(WHAT THE TASK ASKS)
From the records below, work out how many lines carry the string "alias". Leave out everything but the number.

(EXERCISE MATERIAL)
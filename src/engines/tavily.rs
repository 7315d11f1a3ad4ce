//! Tavily search API engine

use super::traits::*;
use crate::config::SearchSettings;
use crate::error::SearchError;
use crate::network::HttpClient;
use async_trait::async_trait;
use tracing::debug;
use url::Url;

/// Tavily web search
#[derive(Clone)]
pub struct Tavily {
    client: HttpClient,
    api_key: String,
    endpoint: String,
}

impl Tavily {
    /// Build the engine; fails when no API key is configured
    pub fn new(settings: &SearchSettings) -> Result<Self, SearchError> {
        let api_key = settings
            .api_key
            .as_deref()
            .map(str::trim)
            .filter(|k| !k.is_empty())
            .ok_or_else(|| SearchError::Configuration("TAVILY_API_KEY is not set".to_string()))?
            .to_string();

        let endpoint = search_endpoint(&settings.base_url)?;
        let client = HttpClient::with_settings(settings)?;

        Ok(Self {
            client,
            api_key,
            endpoint,
        })
    }

    pub fn endpoint(&self) -> &str {
        &self.endpoint
    }
}

fn search_endpoint(base_url: &str) -> Result<String, SearchError> {
    let base = Url::parse(base_url)
        .map_err(|e| SearchError::Configuration(format!("invalid base_url {:?}: {}", base_url, e)))?;
    let mut endpoint = base.to_string();
    if !endpoint.ends_with('/') {
        endpoint.push('/');
    }
    endpoint.push_str("search");
    Ok(endpoint)
}

#[async_trait]
impl SearchProvider for Tavily {
    fn name(&self) -> &str {
        "tavily"
    }

    async fn search(&self, request: &ProviderRequest) -> Result<serde_json::Value, SearchError> {
        let mut body = serde_json::to_value(request)
            .map_err(|e| SearchError::provider(format!("failed to encode request: {}", e)))?;
        if let Some(object) = body.as_object_mut() {
            object.insert(
                "api_key".to_string(),
                serde_json::Value::String(self.api_key.clone()),
            );
        }

        debug!("Tavily search '{}' ({})", request.query, request.search_depth);
        let response = self.client.post_json(&self.endpoint, &body).await?;

        if !response.is_success() {
            return Err(SearchError::from_status(response.status, &response.text));
        }

        response.json()
    }
}
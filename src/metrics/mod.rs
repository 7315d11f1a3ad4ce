//! Metrics collection module
//!
//! Tracks search outcomes, cache efficiency and provider response times.

use serde::Serialize;
use std::collections::VecDeque;
use std::sync::atomic::{AtomicU64, Ordering};
use std::sync::{PoisonError, RwLock};
use std::time::Duration;

/// Number of response-time samples retained
pub const RESPONSE_WINDOW: usize = 1000;

/// Search metrics collector
#[derive(Debug)]
pub struct MetricsCollector {
    /// Non-empty searches requested
    total_requests: AtomicU64,
    /// Searches answered without degrading (cache hits included)
    successful_requests: AtomicU64,
    /// Degraded searches
    failed_requests: AtomicU64,
    /// Degraded searches caused by a provider timeout
    timeouts: AtomicU64,
    cache_hits: AtomicU64,
    cache_misses: AtomicU64,
    /// Last provider response times in ms
    response_times: RwLock<VecDeque<u64>>,
}

impl MetricsCollector {
    /// Create a new metrics instance
    pub fn new() -> Self {
        Self {
            total_requests: AtomicU64::new(0),
            successful_requests: AtomicU64::new(0),
            failed_requests: AtomicU64::new(0),
            timeouts: AtomicU64::new(0),
            cache_hits: AtomicU64::new(0),
            cache_misses: AtomicU64::new(0),
            response_times: RwLock::new(VecDeque::with_capacity(RESPONSE_WINDOW)),
        }
    }

    pub fn record_request(&self) {
        self.total_requests.fetch_add(1, Ordering::Relaxed);
    }

    pub fn record_success(&self) {
        self.successful_requests.fetch_add(1, Ordering::Relaxed);
    }

    pub fn record_failure(&self) {
        self.failed_requests.fetch_add(1, Ordering::Relaxed);
    }

    /// Record a failure caused by a timeout
    pub fn record_timeout(&self) {
        self.timeouts.fetch_add(1, Ordering::Relaxed);
        self.record_failure();
    }

    pub fn record_cache_hit(&self) {
        self.cache_hits.fetch_add(1, Ordering::Relaxed);
    }

    pub fn record_cache_miss(&self) {
        self.cache_misses.fetch_add(1, Ordering::Relaxed);
    }

    /// Record a provider response time
    pub fn record_response_time(&self, elapsed: Duration) {
        let ms = u64::try_from(elapsed.as_millis()).unwrap_or(u64::MAX);
        let mut times = self
            .response_times
            .write()
            .unwrap_or_else(PoisonError::into_inner);

        if times.len() >= RESPONSE_WINDOW {
            times.pop_front();
        }
        times.push_back(ms);
    }

    /// Snapshot of all counters and derived rates
    pub fn snapshot(&self) -> MetricsSnapshot {
        let total = self.total_requests.load(Ordering::Relaxed);
        let success = self.successful_requests.load(Ordering::Relaxed);
        let hits = self.cache_hits.load(Ordering::Relaxed);
        let misses = self.cache_misses.load(Ordering::Relaxed);

        let times = self
            .response_times
            .read()
            .unwrap_or_else(PoisonError::into_inner);
        let samples = times.len();
        let (avg, min, max) = if samples == 0 {
            (0.0, 0, 0)
        } else {
            let sum: u64 = times.iter().sum();
            (
                sum as f64 / samples as f64,
                times.iter().copied().min().unwrap_or(0),
                times.iter().copied().max().unwrap_or(0),
            )
        };

        MetricsSnapshot {
            total_requests: total,
            successful_requests: success,
            failed_requests: self.failed_requests.load(Ordering::Relaxed),
            timeouts: self.timeouts.load(Ordering::Relaxed),
            cache_hits: hits,
            cache_misses: misses,
            success_rate: ratio(success, total),
            cache_hit_rate: ratio(hits, hits + misses),
            avg_response_ms: avg,
            min_response_ms: min,
            max_response_ms: max,
            response_samples: samples,
        }
    }
}

impl Default for MetricsCollector {
    fn default() -> Self {
        Self::new()
    }
}

fn ratio(part: u64, whole: u64) -> f64 {
    if whole == 0 {
        0.0
    } else {
        part as f64 / whole as f64
    }
}

/// Point-in-time metrics
#[derive(Debug, Clone, PartialEq, Serialize)]
pub struct MetricsSnapshot {
    pub total_requests: u64,
    pub successful_requests: u64,
    pub failed_requests: u64,
    pub timeouts: u64,
    pub cache_hits: u64,
    pub cache_misses: u64,
    pub success_rate: f64,
    pub cache_hit_rate: f64,
    pub avg_response_ms: f64,
    pub min_response_ms: u64,
    pub max_response_ms: u64,
    pub response_samples: usize,
}
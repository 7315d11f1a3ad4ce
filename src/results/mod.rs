//! Result handling module
//!
//! Normalizes provider payloads and ranks them against the query.

mod parser;
mod scoring;
mod types;

pub use parser::{ResultParser, MIN_BODY_CHARS};
pub use scoring::{domain_matches, enhance, RelevanceScorer, MIN_RELEVANCE, REFERENCE_BODY_CHARS};
pub use types::{SearchResult, EMBEDDING_TEXT_CHARS};

pub(crate) use types::hex_digest;
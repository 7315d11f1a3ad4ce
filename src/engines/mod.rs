//! Search provider module
//!
//! Defines the SearchProvider trait and the Tavily implementation.

mod traits;

pub mod tavily;

#[cfg(test)]
pub(crate) mod fake;

pub use tavily::Tavily;
pub use traits::*;
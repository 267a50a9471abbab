//! Field validation
//!
//! Per-field synchronous validators shared by the services and the API
//! layer. Unlike advisory form feedback, these run inside the mutation
//! path, so a caller cannot reach the store with invalid data by skipping
//! the form.
//!
//! Async uniqueness checks (category name, location department) live on the
//! catalog service, which owns the data they compare against.

use chrono::{NaiveDate, Utc};
use thiserror::Error;

/// A single field failing validation
#[derive(Error, Debug, Clone, PartialEq, Eq)]
#[error("{field}: {message}")]
pub struct ValidationError {
    pub field: &'static str,
    pub message: String,
}

impl ValidationError {
    pub fn new(field: &'static str, message: impl Into<String>) -> Self {
        Self {
            field,
            message: message.into(),
        }
    }
}

/// Result type alias for validators
pub type ValidationResult = Result<(), ValidationError>;

/// Trimmed length must fall in `min..=max`
pub fn length(field: &'static str, value: &str, min: usize, max: usize) -> ValidationResult {
    let len = value.trim().chars().count();
    if len < min {
        return Err(ValidationError::new(
            field,
            format!("must be at least {} characters", min),
        ));
    }
    if len > max {
        return Err(ValidationError::new(
            field,
            format!("must be at most {} characters", max),
        ));
    }
    Ok(())
}

/// Basic email shape: local part, `@`, domain with a dot
pub fn email(field: &'static str, value: &str) -> ValidationResult {
    let re = regex::Regex::new(r"^[^@\s]+@[^@\s]+\.[^@\s]+$")
        .map_err(|e| ValidationError::new(field, format!("invalid pattern: {}", e)))?;
    if !re.is_match(value.trim()) {
        return Err(ValidationError::new(field, "is not a valid email address"));
    }
    Ok(())
}

/// Phone numbers: optional leading `+`, then 7 to 15 digits
pub fn phone(field: &'static str, value: &str) -> ValidationResult {
    let re = regex::Regex::new(r"^\+?\d{7,15}$")
        .map_err(|e| ValidationError::new(field, format!("invalid pattern: {}", e)))?;
    if !re.is_match(value.trim()) {
        return Err(ValidationError::new(field, "is not a valid phone number"));
    }
    Ok(())
}

/// The birth date must put the person at or above `years` today
pub fn min_age(field: &'static str, birth_date: NaiveDate, years: u32) -> ValidationResult {
    let today = Utc::now().date_naive();
    match today.years_since(birth_date) {
        Some(age) if age >= years => Ok(()),
        _ => Err(ValidationError::new(
            field,
            format!("must be at least {} years old", years),
        )),
    }
}

/// Password strength: at least 8 characters with upper case, lower case and
/// a digit
pub fn password_strength(field: &'static str, value: &str) -> ValidationResult {
    if value.chars().count() < 8 {
        return Err(ValidationError::new(
            field,
            "must be at least 8 characters",
        ));
    }
    let has_upper = value.chars().any(|c| c.is_uppercase());
    let has_lower = value.chars().any(|c| c.is_lowercase());
    let has_digit = value.chars().any(|c| c.is_ascii_digit());
    if !(has_upper && has_lower && has_digit) {
        return Err(ValidationError::new(
            field,
            "must mix upper case, lower case and digits",
        ));
    }
    Ok(())
}

/// Counts and prices must be strictly positive
pub fn positive(field: &'static str, value: u64) -> ValidationResult {
    if value == 0 {
        return Err(ValidationError::new(field, "must be greater than zero"));
    }
    Ok(())
}

#[cfg(test)]
mod tests {
    use super::*;

    #[test]
    fn test_length_bounds() {
        assert!(length("name", "Casa", 3, 50).is_ok());
        assert!(length("name", "  Casa  ", 3, 50).is_ok());
        assert!(length("name", "Ca", 3, 50).is_err());
        assert!(length("name", &"x".repeat(51), 3, 50).is_err());
    }

    #[test]
    fn test_email_shapes() {
        assert!(email("email", "ana@example.com").is_ok());
        assert!(email("email", " ana@example.com ").is_ok());
        assert!(email("email", "ana@example").is_err());
        assert!(email("email", "ana example.com").is_err());
        assert!(email("email", "@example.com").is_err());
    }

    #[test]
    fn test_phone_shapes() {
        assert!(phone("phone", "3001234567").is_ok());
        assert!(phone("phone", "+573001234567").is_ok());
        assert!(phone("phone", "12345").is_err());
        assert!(phone("phone", "300-123-4567").is_err());
    }

    #[test]
    fn test_min_age() {
        let today = Utc::now().date_naive();
        let adult = today - chrono::Duration::days(19 * 365);
        let minor = today - chrono::Duration::days(10 * 365);
        assert!(min_age("birth_date", adult, 18).is_ok());
        assert!(min_age("birth_date", minor, 18).is_err());
    }

    #[test]
    fn test_password_strength() {
        assert!(password_strength("password", "Secreto1").is_ok());
        assert!(password_strength("password", "short1A").is_err());
        assert!(password_strength("password", "alllowercase1").is_err());
        assert!(password_strength("password", "ALLUPPERCASE1").is_err());
        assert!(password_strength("password", "NoDigitsHere").is_err());
    }

    #[test]
    fn test_positive() {
        assert!(positive("price", 1).is_ok());
        assert!(positive("price", 0).is_err());
    }

    #[test]
    fn test_error_display_names_field() {
        let err = length("name", "", 3, 50).unwrap_err();
        assert_eq!(err.to_string(), "name: must be at least 3 characters");
    }
}
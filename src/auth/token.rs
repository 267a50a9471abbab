//! Session tokens
//!
//! Signed JWTs carrying the user id and role. A token is the whole session:
//! logout is client-side discard, there is no server-side session table.

use crate::store::{Id, Role, User};
use chrono::{Duration, Utc};
use jsonwebtoken::{decode, encode, DecodingKey, EncodingKey, Header, Validation};
use serde::{Deserialize, Serialize};
use thiserror::Error;

/// Token errors
#[derive(Error, Debug)]
pub enum TokenError {
    /// Signature, shape or expiry check failed
    #[error("invalid or expired token")]
    Invalid,

    /// Signing failed
    #[error("token encoding failed: {0}")]
    Encoding(String),
}

/// Claims carried by a session token
#[derive(Debug, Serialize, Deserialize)]
pub struct Claims {
    /// User id
    pub sub: Id,
    pub role: Role,
    pub email: String,
    /// Expiry, seconds since epoch
    pub exp: i64,
    /// Issued at, seconds since epoch
    pub iat: i64,
}

/// Signing and verification keys plus the session lifetime
#[derive(Clone)]
pub struct TokenKeys {
    encoding: EncodingKey,
    decoding: DecodingKey,
    ttl: Duration,
}

impl TokenKeys {
    pub fn new(secret: &str, ttl_hours: i64) -> Self {
        Self {
            encoding: EncodingKey::from_secret(secret.as_bytes()),
            decoding: DecodingKey::from_secret(secret.as_bytes()),
            ttl: Duration::hours(ttl_hours),
        }
    }

    /// Issue a session token for a user
    pub fn issue(&self, user: &User) -> Result<String, TokenError> {
        let now = Utc::now();
        let claims = Claims {
            sub: user.id,
            role: user.role,
            email: user.email.clone(),
            exp: (now + self.ttl).timestamp(),
            iat: now.timestamp(),
        };
        encode(&Header::default(), &claims, &self.encoding)
            .map_err(|e| TokenError::Encoding(e.to_string()))
    }

    /// Verify a token and return its claims
    pub fn verify(&self, token: &str) -> Result<Claims, TokenError> {
        decode::<Claims>(token, &self.decoding, &Validation::default())
            .map(|data| data.claims)
            .map_err(|_| TokenError::Invalid)
    }
}
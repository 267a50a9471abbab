//! API Route Handlers
//!
//! Each submodule handles one resource of the marketplace API.

pub mod auth;
pub mod categories;
pub mod health;
pub mod locations;
pub mod properties;
pub mod schedules;
pub mod users;
pub mod visits;
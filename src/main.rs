//! Inmomarket server
//!
//! Binary entry point: loads configuration, brings up the market store and
//! its snapshot files, optionally seeds demo data, and serves the REST API
//! until a shutdown signal lands.

use clap::Parser;
use inmomarket::auth::{NewAccount, TokenKeys};
use inmomarket::catalog::CatalogService;
use inmomarket::config::{generate_default_config, Config, LoggingConfig};
use inmomarket::listings::{ListingService, PropertyDraft};
use inmomarket::store::{MarketStore, Role, StoreConfig};
use inmomarket::visits::VisitService;
use inmomarket::{api, AppState};
use std::path::PathBuf;
use std::sync::Arc;
use tracing_subscriber::{layer::SubscriberExt, util::SubscriberInitExt};

#[derive(Parser)]
#[command(name = "inmomarket", version, about = "Real-estate marketplace service")]
struct Cli {
    /// Path to a TOML config file (default locations are tried otherwise)
    #[arg(long)]
    config: Option<PathBuf>,

    /// Seed demo accounts, catalog and listings into an empty store
    #[arg(long)]
    seed: bool,

    /// Print a commented default config file and exit
    #[arg(long)]
    print_default_config: bool,
}

#[tokio::main]
async fn main() -> anyhow::Result<()> {
    let cli = Cli::parse();

    if cli.print_default_config {
        print!("{}", generate_default_config());
        return Ok(());
    }

    let config = match &cli.config {
        Some(path) => Config::load_with_env(path)?,
        None => Config::load_default(),
    };

    init_tracing(&config.logging);
    tracing::info!("Inmomarket v{}", env!("CARGO_PKG_VERSION"));

    let store = Arc::new(MarketStore::new(StoreConfig {
        data_dir: PathBuf::from(&config.store.data_dir),
        snapshots_enabled: config.store.snapshots_enabled,
    }));
    store.load_snapshots().await?;

    if cli.seed {
        if store.users().is_empty().await {
            seed_demo_data(&store).await?;
        } else {
            tracing::warn!("Store already has accounts; skipping demo seed");
        }
    }

    let stats = store.stats().await;
    tracing::info!("Store ready: {}", stats);

    let keys = TokenKeys::new(&config.auth.jwt_secret, config.auth.token_ttl_hours);
    let api_config = api::ApiConfig::new(config.api.host.clone(), config.api.port);
    let state = AppState::new(Arc::clone(&store), keys, api_config.clone());

    api::serve(state, &api_config).await?;

    store.save_snapshots().await?;
    tracing::info!("Inmomarket shutdown complete");
    Ok(())
}

/// Initialize the tracing subscriber from the logging config.
/// RUST_LOG wins over the configured level when set.
fn init_tracing(logging: &LoggingConfig) {
    let filter = tracing_subscriber::EnvFilter::new(
        std::env::var("RUST_LOG").unwrap_or_else(|_| format!("inmomarket={}", logging.level)),
    );

    if logging.format == "json" {
        tracing_subscriber::registry()
            .with(filter)
            .with(tracing_subscriber::fmt::layer().json())
            .init();
    } else {
        tracing_subscriber::registry()
            .with(filter)
            .with(tracing_subscriber::fmt::layer())
            .init();
    }
}

/// Populate an empty store with one account per role, a small catalog and a
/// listed property with an open visit window.
async fn seed_demo_data(store: &Arc<MarketStore>) -> anyhow::Result<()> {
    tracing::info!("Seeding demo data...");

    let auth = inmomarket::auth::AuthService::new(
        Arc::clone(store),
        // Seed-time tokens are discarded; the key does not matter here
        TokenKeys::new("seed", 1),
    );
    let catalog = CatalogService::new(Arc::clone(store));
    let listings = ListingService::new(Arc::clone(store));
    let visits = VisitService::new(Arc::clone(store));

    let account = |email: &str, name: &str, role| NewAccount {
        email: email.to_string(),
        password: "Secreto123".to_string(),
        full_name: name.to_string(),
        phone: "3001234567".to_string(),
        role,
        birth_date: None,
    };

    auth.register(account("admin@inmomarket.test", "Administración", Role::Admin))
        .await?;
    let (seller, _) = auth
        .register(account("vendedor@inmomarket.test", "Vendedor Uno", Role::Seller))
        .await?;
    auth.register(account("comprador@inmomarket.test", "Comprador Uno", Role::Buyer))
        .await?;

    let casa = catalog.create_category("Casa", "Casas unifamiliares").await?;
    let apartamento = catalog
        .create_category("Apartamento", "Apartamentos y aparta-estudios")
        .await?;
    catalog.create_category("Oficina", "Espacios comerciales").await?;

    let antioquia = catalog
        .create_location("Medellín", "Área metropolitana", "Antioquia", "")
        .await?;
    let cundinamarca = catalog
        .create_location("Bogotá", "Distrito capital", "Cundinamarca", "")
        .await?;

    let poblado = listings
        .create_property(
            seller.id,
            PropertyDraft {
                name: "Casa en El Poblado".to_string(),
                description: "Tres habitaciones, balcón y garaje doble".to_string(),
                rooms: 3,
                baths: 2,
                price: 650_000_000,
                category_id: casa.id,
                location_id: antioquia.id,
            },
        )
        .await?;
    listings
        .create_property(
            seller.id,
            PropertyDraft {
                name: "Apartamento en Chapinero".to_string(),
                description: "Dos habitaciones, cerca al transporte".to_string(),
                rooms: 2,
                baths: 1,
                price: 420_000_000,
                category_id: apartamento.id,
                location_id: cundinamarca.id,
            },
        )
        .await?;

    let start = chrono::Utc::now() + chrono::Duration::days(1);
    visits
        .create_schedule(seller.id, poblado.id, start, start + chrono::Duration::hours(2), None)
        .await?;

    tracing::info!(
        "Demo data ready: log in with admin@inmomarket.test / Secreto123 (or vendedor@, comprador@)"
    );
    Ok(())
}
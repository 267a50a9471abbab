//! Store error types
//!
//! Defines all errors that can occur in the persistence layer.

use thiserror::Error;

use crate::store::types::Id;

/// Errors that can occur in the market store
#[derive(Error, Debug)]
pub enum StoreError {
    /// Requested record does not exist
    #[error("{entity} with id {id} not found")]
    NotFound { entity: &'static str, id: Id },

    /// Snapshot I/O failed
    #[error("IO error: {0}")]
    Io(#[from] std::io::Error),

    /// Snapshot serialization/deserialization failed
    #[error("Serialization error: {0}")]
    Serialization(String),
}

impl StoreError {
    /// Shorthand for a missing record in a named collection
    pub fn not_found(entity: &'static str, id: Id) -> Self {
        StoreError::NotFound { entity, id }
    }
}

impl From<serde_json::Error> for StoreError {
    fn from(err: serde_json::Error) -> Self {
        StoreError::Serialization(err.to_string())
    }
}

/// Result type alias for store operations
pub type StoreResult<T> = Result<T, StoreError>;

#[cfg(test)]
mod tests {
    use super::*;

    #[test]
    fn test_error_display() {
        let err = StoreError::not_found("category", 7);
        assert_eq!(err.to_string(), "category with id 7 not found");
    }

    #[test]
    fn test_io_error_conversion() {
        let io_err = std::io::Error::new(std::io::ErrorKind::NotFound, "file not found");
        let store_err: StoreError = io_err.into();
        assert!(matches!(store_err, StoreError::Io(_)));
    }
}
//! Configuration System
//!
//! Handles loading configuration from files and environment variables.
//! Supports TOML config files and environment variable overrides.

use serde::Deserialize;
use std::path::{Path, PathBuf};

/// Main configuration structure
#[derive(Debug, Clone, Deserialize)]
pub struct Config {
    #[serde(default)]
    pub store: StoreConfig,

    #[serde(default)]
    pub api: ApiConfig,

    #[serde(default)]
    pub auth: AuthConfig,

    #[serde(default)]
    pub logging: LoggingConfig,
}

/// Market store configuration
#[derive(Debug, Clone, Deserialize)]
pub struct StoreConfig {
    #[serde(default = "default_data_dir")]
    pub data_dir: String,

    #[serde(default = "default_snapshots_enabled")]
    pub snapshots_enabled: bool,
}

fn default_data_dir() -> String {
    dirs::data_local_dir()
        .map(|p| p.join("inmomarket").to_string_lossy().to_string())
        .unwrap_or_else(|| "./inmomarket_data".to_string())
}

fn default_snapshots_enabled() -> bool {
    true
}

impl Default for StoreConfig {
    fn default() -> Self {
        Self {
            data_dir: default_data_dir(),
            snapshots_enabled: default_snapshots_enabled(),
        }
    }
}

/// API server configuration
#[derive(Debug, Clone, Deserialize)]
pub struct ApiConfig {
    #[serde(default = "default_host")]
    pub host: String,

    #[serde(default = "default_port")]
    pub port: u16,

    #[serde(default)]
    pub cors_origins: Vec<String>,

    #[serde(default = "default_request_timeout")]
    pub request_timeout_secs: u64,
}

fn default_host() -> String {
    "0.0.0.0".to_string()
}

fn default_port() -> u16 {
    8080
}

fn default_request_timeout() -> u64 {
    30
}

impl Default for ApiConfig {
    fn default() -> Self {
        Self {
            host: default_host(),
            port: default_port(),
            cors_origins: vec![
                "http://localhost:4200".to_string(),
                "http://127.0.0.1:4200".to_string(),
            ],
            request_timeout_secs: default_request_timeout(),
        }
    }
}

/// Session token configuration
#[derive(Debug, Clone, Deserialize)]
pub struct AuthConfig {
    #[serde(default = "default_jwt_secret")]
    pub jwt_secret: String,

    #[serde(default = "default_token_ttl")]
    pub token_ttl_hours: i64,
}

fn default_jwt_secret() -> String {
    // Development default; set INMOMARKET_JWT_SECRET in any real deployment
    "inmomarket-dev-secret".to_string()
}

fn default_token_ttl() -> i64 {
    24
}

impl Default for AuthConfig {
    fn default() -> Self {
        Self {
            jwt_secret: default_jwt_secret(),
            token_ttl_hours: default_token_ttl(),
        }
    }
}

/// Logging configuration
#[derive(Debug, Clone, Deserialize)]
pub struct LoggingConfig {
    #[serde(default = "default_log_level")]
    pub level: String,

    #[serde(default = "default_log_format")]
    pub format: String,

    pub file: Option<String>,
}

fn default_log_level() -> String {
    "info".to_string()
}

fn default_log_format() -> String {
    "pretty".to_string()
}

impl Default for LoggingConfig {
    fn default() -> Self {
        Self {
            level: default_log_level(),
            format: default_log_format(),
            file: None,
        }
    }
}

impl Config {
    /// Load configuration from a file
    pub fn load(path: &Path) -> Result<Self, ConfigError> {
        let content = std::fs::read_to_string(path).map_err(|e| ConfigError::Io {
            path: path.to_path_buf(),
            error: e.to_string(),
        })?;

        let config: Config = toml::from_str(&content).map_err(|e| ConfigError::Parse {
            path: path.to_path_buf(),
            error: e.to_string(),
        })?;

        Ok(config)
    }

    /// Load configuration from environment variables only
    pub fn from_env() -> Self {
        let mut config = Config::default();
        config.apply_env_overrides();
        config
    }

    /// Load configuration with environment variable overrides
    pub fn load_with_env(path: &Path) -> Result<Self, ConfigError> {
        let mut config = Self::load(path)?;
        config.apply_env_overrides();
        Ok(config)
    }

    /// Load from default locations or environment
    pub fn load_default() -> Self {
        let config_paths = [
            dirs::config_dir().map(|p| p.join("inmomarket").join("config.toml")),
            Some(PathBuf::from("/etc/inmomarket/config.toml")),
            Some(PathBuf::from("./config.toml")),
        ];

        for path_opt in config_paths.iter().flatten() {
            if path_opt.exists() {
                match Self::load_with_env(path_opt) {
                    Ok(config) => {
                        tracing::info!("Loaded config from {:?}", path_opt);
                        return config;
                    }
                    Err(e) => {
                        tracing::warn!("Failed to load config from {:?}: {}", path_opt, e);
                    }
                }
            }
        }

        tracing::info!("Using default config with environment overrides");
        Self::from_env()
    }

    /// Apply environment variable overrides to an existing config
    fn apply_env_overrides(&mut self) {
        // Store overrides
        if let Ok(data_dir) = std::env::var("INMOMARKET_DATA_DIR") {
            self.store.data_dir = data_dir;
        }

        // API overrides
        if let Ok(host) = std::env::var("INMOMARKET_API_HOST") {
            self.api.host = host;
        }
        if let Ok(port) = std::env::var("INMOMARKET_API_PORT") {
            if let Ok(p) = port.parse() {
                self.api.port = p;
            }
        }

        // Auth overrides
        if let Ok(secret) = std::env::var("INMOMARKET_JWT_SECRET") {
            self.auth.jwt_secret = secret;
        }

        // Logging overrides
        if let Ok(level) = std::env::var("INMOMARKET_LOG_LEVEL") {
            self.logging.level = level;
        }
        if let Ok(format) = std::env::var("INMOMARKET_LOG_FORMAT") {
            self.logging.format = format;
        }
    }
}

impl Default for Config {
    fn default() -> Self {
        Self {
            store: StoreConfig::default(),
            api: ApiConfig::default(),
            auth: AuthConfig::default(),
            logging: LoggingConfig::default(),
        }
    }
}

/// Configuration errors
#[derive(Debug, thiserror::Error)]
pub enum ConfigError {
    #[error("Failed to read config file {path:?}: {error}")]
    Io { path: PathBuf, error: String },

    #[error("Failed to parse config file {path:?}: {error}")]
    Parse { path: PathBuf, error: String },
}

/// Generate a default config file content
pub fn generate_default_config() -> String {
    r#"# Inmomarket Configuration
#
# Environment variables override these settings:
# - INMOMARKET_DATA_DIR
# - INMOMARKET_API_HOST
# - INMOMARKET_API_PORT
# - INMOMARKET_JWT_SECRET
# - INMOMARKET_LOG_LEVEL
# - INMOMARKET_LOG_FORMAT

[store]
# Directory for collection snapshot files
data_dir = "~/.local/share/inmomarket"

# Persist collections to JSON snapshots on shutdown
snapshots_enabled = true

[api]
# API server host
host = "0.0.0.0"

# API server port
port = 8080

# Allowed CORS origins
cors_origins = ["http://localhost:4200", "http://127.0.0.1:4200"]

# Request timeout in seconds
request_timeout_secs = 30

[auth]
# Session token signing secret - change this outside development
jwt_secret = "inmomarket-dev-secret"

# Session lifetime (hours)
token_ttl_hours = 24

[logging]
# Log level: trace, debug, info, warn, error
level = "info"

# Log format: pretty (for development) or json (for production)
format = "pretty"

# Optional log file path
# file = "/var/log/inmomarket/inmomarket.log"
"#
    .to_string()
}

(OUTPUT BELOW)
2